If he strikes you, you may just as well make your will, and chirp your
death song, as to monkey with physicians, and squander some of the good
wealth which may be useful to your family."

I asked him if he did not believe in the efficacy of some of the
so-called Indian snake cures.

"There are lots of Indian remedies," he continued, "and snake charmers'
cures for rattlesnake bites, which are, in my opinion, all poppy-cock.
It is claimed that the Moquai Indians, during their Snake Dance, allow
rattlesnakes to bite them, and after applying the juice of a certain
herb suffer no ill effects from the poison. This may be all right, but
the antidote is considerable of a secret, and you cannot buy it at your
druggist's.

"There was a chap over in France who claimed to have produced an
anti-venomous serum which was a sure cure for the poison of a
rattlesnake, or any other old snake which you might want to have bite
you. I squandered five dollars of my hard-earned wealth in sending for
a bottle. This chap lives at Lille, France, and manufactures his serum
at the Pasteur Institute at that place. He gives careful directions as
to how much to use, and just how to use it, and it may be all right with
some snakes which have the reputation of being bad, but it don't go with
our rattlers. I tried it in all sorts of ways. I tried to get a Mexican
to experiment on, but couldn't. None of them had much faith in the
cure--not enough to let a healthy snake bite 'em for five dollars.

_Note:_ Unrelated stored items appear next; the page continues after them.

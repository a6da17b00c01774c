//! ZooKeeper Backend
//!
//! Capability interface over a `zookeeper-client` session. Nodes are created
//! persistent with an open ACL; writes carry no version check.

use super::backend::{ConfigStore, StoreError, StoreResult};
use super::connection::StoreConnector;
use super::path;
use async_trait::async_trait;
use bytes::Bytes;
use std::sync::Arc;
use std::time::Duration;
use tokio::time::timeout;
use tracing::debug;
use zookeeper_client as zk;

/// Connects to a ZooKeeper ensemble (`host:port[,host:port][/chroot]`)
#[derive(Debug, Clone)]
pub struct ZkConnector {
    connect_timeout: Duration,
}

impl ZkConnector {
    pub fn new(connect_timeout: Duration) -> Self {
        Self { connect_timeout }
    }
}

#[async_trait]
impl StoreConnector for ZkConnector {
    fn backend(&self) -> &'static str {
        "zookeeper"
    }

    async fn connect(&self, endpoint: &str) -> StoreResult<Arc<dyn ConfigStore>> {
        let client = timeout(self.connect_timeout, zk::Client::connect(endpoint))
            .await
            .map_err(|_| {
                StoreError::Unavailable(format!(
                    "timed out after {:?} connecting to {}",
                    self.connect_timeout, endpoint
                ))
            })?
            .map_err(|e| StoreError::Unavailable(format!("{}: {}", endpoint, e)))?;

        Ok(Arc::new(ZkStore::new(client)))
    }
}

/// Store backed by one ZooKeeper session
#[derive(Clone)]
pub struct ZkStore {
    client: zk::Client,
}

impl ZkStore {
    pub fn new(client: zk::Client) -> Self {
        Self { client }
    }

    fn create_options() -> zk::CreateOptions<'static> {
        zk::CreateMode::Persistent.with_acls(zk::Acls::anyone_all())
    }
}

/// Single-node primitives the write path is built from
#[async_trait]
trait NodeWriter: Send + Sync {
    async fn create(&self, path: &str, payload: &[u8]) -> Result<(), zk::Error>;
    async fn set(&self, path: &str, payload: &[u8]) -> Result<(), zk::Error>;
}

#[async_trait]
impl NodeWriter for ZkStore {
    async fn create(&self, path: &str, payload: &[u8]) -> Result<(), zk::Error> {
        self.client
            .create(path, payload, &Self::create_options())
            .await
            .map(|_| ())
    }

    async fn set(&self, path: &str, payload: &[u8]) -> Result<(), zk::Error> {
        self.client.set_data(path, payload, None).await.map(|_| ())
    }
}

/// Create the node, falling back to an unconditional set on a collision
async fn create_or_set<W: NodeWriter + ?Sized>(
    writer: &W,
    path: &str,
    payload: &[u8],
) -> Result<(), zk::Error> {
    match writer.create(path, payload).await {
        Err(zk::Error::NodeExists) => writer.set(path, payload).await,
        other => other,
    }
}

/// Create every missing ancestor with an empty payload; existing ones are left as is
async fn create_ancestors<W: NodeWriter + ?Sized>(writer: &W, path: &str) -> Result<(), zk::Error> {
    for ancestor in path::ancestors(path) {
        match writer.create(ancestor, &[]).await {
            Ok(()) => debug!(path = ancestor, "Created parent node"),
            Err(zk::Error::NodeExists) => {}
            Err(e) => return Err(e),
        }
    }
    Ok(())
}

async fn write_node<W: NodeWriter + ?Sized>(
    writer: &W,
    path: &str,
    payload: &[u8],
    create_parents: bool,
) -> Result<(), zk::Error> {
    match create_or_set(writer, path, payload).await {
        Err(zk::Error::NoNode) if create_parents => {
            debug!(path, "Parent missing, creating ancestors");
            create_ancestors(writer, path).await?;
            create_or_set(writer, path, payload).await
        }
        other => other,
    }
}

fn map_error(operation: &'static str, path: &str, err: zk::Error) -> StoreError {
    match err {
        zk::Error::NoNode => StoreError::NoNode(path.to_string()),
        zk::Error::NodeExists => StoreError::NodeExists(path.to_string()),
        other => StoreError::Operation {
            operation,
            path: path.to_string(),
            message: other.to_string(),
        },
    }
}

#[async_trait]
impl ConfigStore for ZkStore {
    async fn exists(&self, path: &str) -> StoreResult<bool> {
        let stat = self
            .client
            .check_stat(path)
            .await
            .map_err(|e| map_error("exists", path, e))?;
        Ok(stat.is_some())
    }

    async fn list_children(&self, path: &str) -> StoreResult<Vec<String>> {
        self.client
            .list_children(path)
            .await
            .map_err(|e| map_error("list_children", path, e))
    }

    async fn read(&self, path: &str) -> StoreResult<Bytes> {
        let (data, _stat) = self
            .client
            .get_data(path)
            .await
            .map_err(|e| map_error("read", path, e))?;
        Ok(Bytes::from(data))
    }

    async fn create_or_update(
        &self,
        path: &str,
        payload: Bytes,
        create_parents: bool,
    ) -> StoreResult<()> {
        write_node(self, path, &payload, create_parents)
            .await
            .map_err(|e| map_error("create_or_update", path, e))
    }
}
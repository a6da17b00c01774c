//! Store Capability Interface

use async_trait::async_trait;
use bytes::Bytes;
use thiserror::Error;

pub type StoreResult<T> = std::result::Result<T, StoreError>;

/// Errors reported by a store backend
#[derive(Debug, Clone, Error, PartialEq, Eq)]
pub enum StoreError {
    #[error("node {0} does not exist")]
    NoNode(String),

    #[error("node {0} already exists")]
    NodeExists(String),

    #[error("store unavailable: {0}")]
    Unavailable(String),

    #[error("{operation} on {path} failed: {message}")]
    Operation {
        operation: &'static str,
        path: String,
        message: String,
    },
}

/// Narrow view of a hierarchical store.
///
/// Paths are absolute and `/`-separated. Implementations must be safe to call
/// concurrently from many requests through one shared handle.
#[async_trait]
pub trait ConfigStore: Send + Sync {
    /// Whether a node exists at `path`
    async fn exists(&self, path: &str) -> StoreResult<bool>;

    /// Names of the direct children of `path`; the node must exist
    async fn list_children(&self, path: &str) -> StoreResult<Vec<String>>;

    /// Payload of the node at `path`; the node must exist
    async fn read(&self, path: &str) -> StoreResult<Bytes>;

    /// Create `path` with `payload`, or overwrite its payload if it exists.
    ///
    /// With `create_parents`, missing ancestors are created with an empty
    /// payload; ancestors that already exist are left untouched.
    async fn create_or_update(
        &self,
        path: &str,
        payload: Bytes,
        create_parents: bool,
    ) -> StoreResult<()>;
}
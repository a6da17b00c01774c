//! Configuration API Handlers

use super::types::*;
use crate::error::CcmResult;
use crate::metrics::Metrics;
use crate::tree::{ConfigMap, ConfigTree};
use axum::{
    body::Bytes,
    extract::{Path, State},
    http::{header, StatusCode},
    response::IntoResponse,
    Json,
};
use std::collections::HashMap;
use std::sync::Arc;
use std::time::{Instant, SystemTime};
use tracing::info;

/// Shared application state for handlers
#[derive(Clone)]
pub struct AppState {
    pub tree: ConfigTree,
    pub metrics: Arc<Metrics>,
    pub start_time: SystemTime,
}

impl AppState {
    pub fn new(tree: ConfigTree, metrics: Arc<Metrics>) -> Self {
        Self {
            tree,
            metrics,
            start_time: SystemTime::now(),
        }
    }

    fn record<T>(&self, operation: &str, result: &CcmResult<T>, started: Instant) {
        let outcome = match result {
            Ok(_) => "ok",
            Err(e) => e.kind(),
        };
        self.metrics.observe(operation, outcome, started.elapsed());
    }
}

/// `GET /config/{project}/{environment}`
pub async fn get_environment(
    State(state): State<AppState>,
    Path((project, environment)): Path<(String, String)>,
) -> CcmResult<Json<ConfigMap>> {
    let started = Instant::now();
    let result = state.tree.read_environment(&project, &environment).await;
    state.record("read_environment", &result, started);
    result.map(Json)
}

/// `GET /config/{project}/{environment}/{key}`
pub async fn get_value(
    State(state): State<AppState>,
    Path((project, environment, key)): Path<(String, String, String)>,
) -> CcmResult<String> {
    let started = Instant::now();
    let result = state.tree.read_key(&project, &environment, &key).await;
    state.record("read_key", &result, started);
    result
}

/// `PUT /config/{project}/{environment}/{key}` with the raw value as body
pub async fn put_value(
    State(state): State<AppState>,
    Path((project, environment, key)): Path<(String, String, String)>,
    body: Bytes,
) -> CcmResult<&'static str> {
    let started = Instant::now();
    let result = state.tree.upsert_key(&project, &environment, &key, body).await;
    state.record("upsert_key", &result, started);
    result?;

    info!(%project, %environment, %key, "Configuration updated via API");
    Ok(UPDATE_CONFIRMATION)
}

/// Health check handler
pub async fn health_check(State(state): State<AppState>) -> (StatusCode, Json<HealthStatus>) {
    let started = Instant::now();
    let store_check = match state.tree.ping().await {
        Ok(root_present) => CheckResult {
            status: "healthy".to_string(),
            message: Some(if root_present {
                format!("/{} present", state.tree.root())
            } else {
                format!("/{} not created yet", state.tree.root())
            }),
            duration_ms: started.elapsed().as_millis() as u64,
        },
        Err(e) => CheckResult {
            status: "unhealthy".to_string(),
            message: Some(e.to_string()),
            duration_ms: started.elapsed().as_millis() as u64,
        },
    };

    let healthy = store_check.status == "healthy";
    let mut checks = HashMap::new();
    checks.insert("store".to_string(), store_check);

    let health = HealthStatus {
        status: if healthy { "healthy" } else { "unhealthy" }.to_string(),
        version: env!("CARGO_PKG_VERSION").to_string(),
        uptime_seconds: SystemTime::now()
            .duration_since(state.start_time)
            .unwrap_or_default()
            .as_secs(),
        checks,
    };

    let status = if healthy {
        StatusCode::OK
    } else {
        StatusCode::SERVICE_UNAVAILABLE
    };
    (status, Json(health))
}

/// Prometheus scrape endpoint
pub async fn export_metrics(State(state): State<AppState>) -> impl IntoResponse {
    (
        [(header::CONTENT_TYPE, "text/plain; version=0.0.4")],
        state.metrics.export_prometheus(),
    )
}
//! Configuration Module
//!
//! Handles service configuration loading, validation, and overrides.

pub mod manager;
pub mod types;

pub use manager::ConfigManager;
pub use types::*;
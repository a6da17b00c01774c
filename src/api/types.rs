//! Configuration API Types

use serde::{Deserialize, Serialize};
use std::collections::HashMap;

/// Confirmation body returned by a successful upsert
pub const UPDATE_CONFIRMATION: &str = "Configuration updated successfully";

/// Health check result
#[derive(Debug, Serialize, Deserialize)]
pub struct HealthStatus {
    pub status: String,
    pub version: String,
    pub uptime_seconds: u64,
    pub checks: HashMap<String, CheckResult>,
}

/// Individual health check result
#[derive(Debug, Serialize, Deserialize)]
pub struct CheckResult {
    pub status: String,
    pub message: Option<String>,
    pub duration_ms: u64,
}
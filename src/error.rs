//! Error Types
//!
//! Outcomes of configuration tree operations. The HTTP layer matches on the
//! variant to pick a status code; nothing here is retried locally.

use crate::store::StoreError;
use thiserror::Error;

/// Result alias for configuration tree operations
pub type CcmResult<T> = std::result::Result<T, CcmError>;

/// Failure kinds surfaced by the configuration tree and store connection
#[derive(Debug, Error)]
pub enum CcmError {
    /// The store session could not be established within the retry budget
    #[error("failed to connect to coordination store at {endpoint} after {attempts} attempt(s): {source}")]
    Connection {
        endpoint: String,
        attempts: u32,
        #[source]
        source: StoreError,
    },

    /// An explicitly addressed key does not exist
    #[error("Key not found")]
    NotFound { path: String },

    /// A path segment would escape or corrupt the configuration tree
    #[error("invalid path segment {segment:?}: {reason}")]
    InvalidSegment {
        segment: String,
        reason: &'static str,
    },

    /// A store call failed after the session was established
    #[error("store operation failed: {0}")]
    Store(#[from] StoreError),
}

impl CcmError {
    pub fn is_not_found(&self) -> bool {
        matches!(self, CcmError::NotFound { .. })
    }

    /// Short label for logs and metrics
    pub fn kind(&self) -> &'static str {
        match self {
            CcmError::Connection { .. } => "unavailable",
            CcmError::NotFound { .. } => "not_found",
            CcmError::InvalidSegment { .. } => "invalid",
            CcmError::Store(_) => "store_error",
        }
    }
}
// Boundary operations: request/response shapes for import and review
use serde::{Deserialize, Serialize};
use serde_json::Value;
use tracing::warn;

use crate::batches::{BatchPatch, BatchSummary};
use crate::governance::{self, ActorContext};
use crate::orchestrator::{ImportOutcome, ImportPipeline, PdfImportRequest, SpreadsheetImportRequest};
use crate::question_import::extractors::ProgressObserver;
use crate::question_import::processors::normalizer::{
    coerce_answer_list, coerce_answer_value, coerce_count_value,
};
use crate::question_import::schemas::{Difficulty, ImportMetadata, ParsedQuestion, QuestionType};
use crate::question_import::Normalizer;
use crate::{BatchStatus, Error, ImportBatch};

#[derive(Debug, Clone, Serialize, Deserialize)]
#[serde(rename_all = "camelCase")]
pub struct ImportResponse {
    pub batch_id: String,
    pub batch_name: String,
    pub questions_count: usize,
    pub questions: Vec<ParsedQuestion>,
    #[serde(default, skip_serializing_if = "Option::is_none")]
    pub metadata: Option<ImportMetadata>,
    #[serde(rename = "useAI", default, skip_serializing_if = "Option::is_none")]
    pub use_ai: Option<bool>,
}

impl ImportResponse {
    fn from_batch(batch: ImportBatch, use_ai: Option<bool>) -> Self {
        Self {
            batch_id: batch.id,
            batch_name: batch.batch_name,
            questions_count: batch.parsed_questions.len(),
            questions: batch.parsed_questions,
            metadata: Some(batch.metadata),
            use_ai,
        }
    }
}

#[derive(Debug, Clone, Serialize)]
#[serde(rename_all = "camelCase")]
pub struct ReviewSubmission {
    pub batch_id: String,
    pub questions: Vec<ParsedQuestion>,
    #[serde(default)]
    pub batch_name: Option<String>,
}

#[derive(Debug, Deserialize)]
#[serde(rename_all = "camelCase")]
struct ReviewBody {
    batch_id: String,
    questions: Vec<ReviewQuestion>,
    #[serde(default)]
    batch_name: Option<String>,
}

/// A question as the review form sends it. Enum and numeric fields arrive loosely
/// typed and are coerced the same way extracted questions are.
#[derive(Debug, Deserialize)]
#[serde(rename_all = "camelCase")]
struct ReviewQuestion {
    #[serde(default)]
    question_number: Option<Value>,
    #[serde(default)]
    question_text_mr: String,
    #[serde(default)]
    question_text_en: Option<String>,
    #[serde(default)]
    options: Vec<String>,
    #[serde(default)]
    correct_answer: Option<Value>,
    #[serde(default)]
    correct_answers: Option<Value>,
    #[serde(default)]
    question_type: Option<String>,
    #[serde(default)]
    difficulty: Option<String>,
    #[serde(default)]
    marks: Option<Value>,
    #[serde(default)]
    section: Option<String>,
    #[serde(default)]
    class_level: Option<String>,
    #[serde(default)]
    parsing_errors: Option<Vec<String>>,
}

impl ReviewQuestion {
    /// Unusable values are dropped with a parsing error; the normalizer fills defaults.
    fn into_parsed(self) -> ParsedQuestion {
        let mut question = ParsedQuestion::new(0);
        question.parsing_errors = self.parsing_errors;
        question.question_text_mr = self.question_text_mr;
        question.question_text_en = self.question_text_en;
        question.options = self.options;
        question.section = self.section;
        question.class_level = self.class_level;

        match self.question_number.as_ref().map(coerce_count_value) {
            Some(Ok(Some(number))) => question.question_number = number,
            Some(Err(number)) => question.record_error(format!(
                "Question number {number} is out of range, numbered by position"
            )),
            _ => {}
        }

        if let Some(raw) = self.correct_answer.filter(|v| !v.is_null()) {
            match coerce_answer_value(&raw) {
                Some(index) => question.correct_answer = Some(index),
                None => question.record_error(format!("Could not interpret correct answer {raw}")),
            }
        }
        if let Some(raw) = self.correct_answers.filter(|v| !v.is_null()) {
            match coerce_answer_list(&raw) {
                Some(indices) => question.correct_answers = Some(indices),
                None => question.record_error(format!("Could not interpret correct answers {raw}")),
            }
        }

        if let Some(kind) = self.question_type.filter(|t| !t.trim().is_empty()) {
            match QuestionType::parse(&kind) {
                Some(parsed) => question.question_type = parsed,
                None => question.record_error(format!("Unknown question type '{kind}', using mcq_single")),
            }
        }
        question.difficulty = self
            .difficulty
            .as_deref()
            .map(Difficulty::coerce)
            .unwrap_or_default();

        question.marks = match self.marks.as_ref().map(coerce_count_value) {
            Some(Ok(marks)) => marks.unwrap_or(0),
            Some(Err(marks)) => {
                question.record_error(format!("Marks {marks} is out of range, using the default"));
                0
            }
            None => 0,
        };
        question
    }
}

#[derive(Debug, Clone, PartialEq, Serialize, Deserialize)]
#[serde(rename_all = "camelCase")]
pub struct ReviewResponse {
    pub batch_id: String,
    pub status: BatchStatus,
    pub questions_count: usize,
}

/// Failure as shown to the client.
#[derive(Debug, Clone, PartialEq, Serialize, Deserialize)]
#[serde(rename_all = "camelCase")]
pub struct ErrorResponse {
    pub error: String,
    pub message: String,
    pub status: u16,
}

impl From<&Error> for ErrorResponse {
    fn from(err: &Error) -> Self {
        let status = match err {
            Error::Validation(_) | Error::Parse(_) => 400,
            Error::NotFound(_) => 404,
            Error::Conflict(_) => 409,
            Error::Extraction(e) if e.is_client_error() => 413,
            Error::Extraction(_) => 502,
            Error::Db(_) | Error::Pool(_) | Error::Migration(_) | Error::Internal(_) => 500,
        };
        if !err.is_client_error() {
            warn!(code = err.code(), "import request failed: {err}");
        }
        ErrorResponse {
            error: err.code().to_string(),
            message: err.user_message(),
            status,
        }
    }
}

pub fn import_pdf(
    pipeline: &ImportPipeline,
    request: PdfImportRequest,
    actor: &ActorContext,
    observer: &dyn ProgressObserver,
) -> Result<ImportResponse, Error> {
    let outcome = pipeline.import_pdf(request, actor, observer)?;
    let used_ai = outcome.used_ai();
    Ok(ImportResponse::from_batch(outcome.batch, Some(used_ai)))
}

pub fn import_spreadsheet(
    pipeline: &ImportPipeline,
    request: SpreadsheetImportRequest,
    actor: &ActorContext,
) -> Result<ImportResponse, Error> {
    let ImportOutcome { batch, .. } = pipeline.import_spreadsheet(request, actor)?;
    Ok(ImportResponse::from_batch(batch, None))
}

/// Decodes a review body. Shape problems are the client's and come back as validation
/// errors; loosely typed field values are coerced rather than rejected.
pub fn parse_review_submission(body: &str) -> Result<ReviewSubmission, Error> {
    let body: ReviewBody = serde_json::from_str(body)
        .map_err(|e| Error::validation(format!("Invalid review submission: {e}")))?;
    if body.batch_id.trim().is_empty() {
        return Err(Error::validation("batchId is required"));
    }
    if body.questions.is_empty() {
        return Err(Error::validation("questions must contain at least one question"));
    }
    Ok(ReviewSubmission {
        batch_id: body.batch_id,
        questions: body.questions.into_iter().map(ReviewQuestion::into_parsed).collect(),
        batch_name: body.batch_name,
    })
}

/// Normalizes the reviewer's questions and stores them, marking the batch reviewed.
pub fn save_review(
    pipeline: &ImportPipeline,
    submission: ReviewSubmission,
    actor: &ActorContext,
) -> Result<ReviewResponse, Error> {
    let batches = pipeline.batches();
    let current = batches.get_batch_by_id(&submission.batch_id, actor)?;
    // Lifecycle and ownership come before content checks; update_batch re-checks both.
    governance::enforce_batch_edit(&current, actor)?;
    let default_marks = pipeline
        .config()
        .default_marks(current.metadata.scholarship_mode);
    let questions = Normalizer::new(default_marks).normalize_all(submission.questions);
    if questions.is_empty() {
        return Err(Error::validation("No valid questions found"));
    }

    let updated = batches.update_batch(
        &submission.batch_id,
        BatchPatch {
            questions,
            batch_name: submission.batch_name,
            status: BatchStatus::Reviewed,
        },
        actor,
    )?;

    Ok(ReviewResponse {
        batch_id: updated.id,
        status: updated.status,
        questions_count: updated.parsed_questions.len(),
    })
}

pub fn get_batch(
    pipeline: &ImportPipeline,
    batch_id: &str,
    actor: &ActorContext,
) -> Result<ImportBatch, Error> {
    pipeline.batches().get_batch_by_id(batch_id, actor)
}

pub fn list_batches(
    pipeline: &ImportPipeline,
    subject_slug: Option<&str>,
) -> Result<Vec<BatchSummary>, Error> {
    pipeline.batches().list_batches(subject_slug)
}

"Then I tried dogs. I got three curs, all in robust health. The first
one died in fifteen minutes after being struck by a big rattlesnake
which I had in a box, although I injected him with a carefully measured
dose of the serum. Another one lived several hours, and made a hard
struggle. I thought at one time he might pull through, but it was no
use. He joined his friend in dog heaven after giving his final kick four
hours and fifteen minutes after he and the snake had been introduced to
each other.

"The third one was a half-breed bull bitch with lots of vitality. I
tried to make this one immune by injecting a dose of the serum
twenty-four hours before, and again immediately after she was struck by
the snake, but she did not do as well as the other one, and died in
three hours and sixteen minutes. All these dogs seemed to die from
inability to breathe. The poison apparently acts on the respiratory
centres rather than directly on the heart. They all vomited just before
they died."

"Have you never found out what the Indians use as an antidote?" I asked.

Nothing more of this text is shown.